So the SAS code as shown below.
proc import datafile="./fev_data.csv"
out=fev_data
dbms=csv replace;
getnames=yes;
run;
proc mixed data=fev_data method=reml;
class ARMCD(ref='PBO') AVISIT RACE USUBJID;
model FEV1 = RACE ARMCD AVISIT ARMCD*AVISIT / ddfm=KR;
repeated AVISIT / subject=USUBJID type=UN r rcorr;
lsmeans ARMCD*AVISIT / cl alpha=0.05 diff slice=AVISIT;
lsmeans ARMCD / cl alpha=0.05 diff;
ods output lsmeans=lsm diffs=diff;
run;
From above SAS code, we can see that the method
option specifies the estimation method as REML
. The repeated
statement is used to specify the repeated measures factor and control the covariance structure. In the repeated measures models, the subject
optional is used to define which observations belong to the same subject, and which belong to the different subjects who are assumed to be independent. The type
optional statement specifies the model for the covariance structure of the error within subjects. We also add ddfm=KR
in model
statement to specify a method for the denominator degrees of freedom (such as Kenward-Rogers here). At least, the LS mean calculated from the lsmeans
statement with ci
and diff
options is also very commonly used. These two options can help us obtain the confidence interval and difference of the LS mean, and the p value if the hypothesis margin is 0
.
As for ARMCD*AVISIT
in the lsmeans
statement that means you would like to get the test of LS means in all combinations of visits. If you try the lsmeans ARMCD
, which is identical to the mean of pair-wise visits from the LS means of lsmeans ARMCD*AVISIT
.
And the same arguments in R, as shown below.
library(mmrm)
library(emmeans)
data("fev_data")
fit <- mmrm(
formula = FEV1 ~ RACE + ARMCD + AVISIT + ARMCD * AVISIT + us(AVISIT | USUBJID),
data = fev_data
)
# summary(fit)
If you would like to obtain the LS mean of each visit for each group, like the lsm
dataset in SAS, you can use the emmeans
function from the emmeans
package as the mmrm object can be analyzed by the external package.
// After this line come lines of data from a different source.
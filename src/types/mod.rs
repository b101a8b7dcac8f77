//! 类型系统模块：定义后端配置、请求、单次结果与聚合结果等核心数据类型。
//!
//! # Types Module
//!
//! Core data model shared by every layer of the fan-out runtime.
//!
//! ## Key Types
//!
//! | Type | Description |
//! |------|-------------|
//! | [`BackendConfig`] | Identity, connection and tuning parameters of one backend |
//! | [`Request`] | Prompt payload shared read-only across all backends of a run |
//! | [`BackendResponse`] | Raw output a backend hands back to the orchestrator |
//! | [`BackendResult`] | Immutable outcome of one (backend, run index) slot |
//! | [`AggregateResult`] | All slots of one run, keyed by backend and run index |
//! | [`RunStats`] | Per-run performance counters for the storage layer |
//!
//! ## Example
//!
//! ```rust
//! use ai_lib_fanout::types::{BackendConfig, BackendFormat, Request};
//!
//! let backend = BackendConfig::new("local-llama")
//!     .with_endpoint("http://localhost:8080/v1/chat/completions")
//!     .with_model("llama-3.1-8b")
//!     .with_format(BackendFormat::Chat)
//!     .with_temperature(0.2);
//! assert!(backend.validate().is_ok());
//!
//! let request = Request::new("Summarize the release notes")
//!     .with_system("Answer in three bullet points");
//! assert_eq!(request.effective_temperature(&backend), Some(0.2));
//! ```

pub mod config;
pub mod request;
pub mod result;

pub use config::{BackendConfig, BackendFormat, CostClass};
pub use request::Request;
pub use result::{
    AggregateResult, BackendResponse, BackendResult, FailureInfo, RunStats, SlotKey, Usage,
};

use std::time::{SystemTime, UNIX_EPOCH};

pub(crate) fn unix_millis() -> u64 {
    SystemTime::now()
        .duration_since(UNIX_EPOCH)
        .map(|d| d.as_millis() as u64)
        .unwrap_or(0)
}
# emmeans(fit, "ARMCD", by = "AVISIT")
emmeans(fit, ~ ARMCD | AVISIT)
## AVISIT = VIS1:
## ARMCD emmean SE df lower.CL upper.CL
## PBO 33.3 0.757 149 31.8 34.8
## TRT 37.1 0.764 144 35.6 38.6
##
## AVISIT = VIS2:
## ARMCD emmean SE df lower.CL upper.CL
## PBO 38.2 0.608 150 37.0 39.4
## TRT 41.9 0.598 146 40.7 43.1
##
## AVISIT = VIS3:
## ARMCD emmean SE df lower.CL upper.CL
## PBO 43.7 0.462 131 42.8 44.6
## TRT 46.8 0.507 130 45.8 47.8
##
## AVISIT = VIS4:
## ARMCD emmean SE df lower.CL upper.CL
## PBO 48.4 1.189 134 46.0 50.7
## TRT 52.8 1.188 133 50.4 55.1
##
## Results are averaged over the levels of: RACE
## Confidence level used: 0.95
As for the diff
dataset from SAS, you can use the pairs
function to get identical outputs.
pairs(emmeans(fit, ~ ARMCD | AVISIT), reverse = TRUE, adjust="tukey")
## AVISIT = VIS1:
## contrast estimate SE df t.ratio p.value
## TRT - PBO 3.78 1.076 146 3.508 0.0006
##
## AVISIT = VIS2:
## contrast estimate SE df t.ratio p.value
## TRT - PBO 3.76 0.853 148 4.405 <.0001
##
## AVISIT = VIS3:
## contrast estimate SE df t.ratio p.value
## TRT - PBO 3.11 0.689 132 4.509 <.0001
##
## AVISIT = VIS4:
## contrast estimate SE df t.ratio p.value
## TRT - PBO 4.41 1.681 133 2.622 0.0098
##
## Results are averaged over the levels of: RACE
Questions
Why we must include the interaction effect in the model?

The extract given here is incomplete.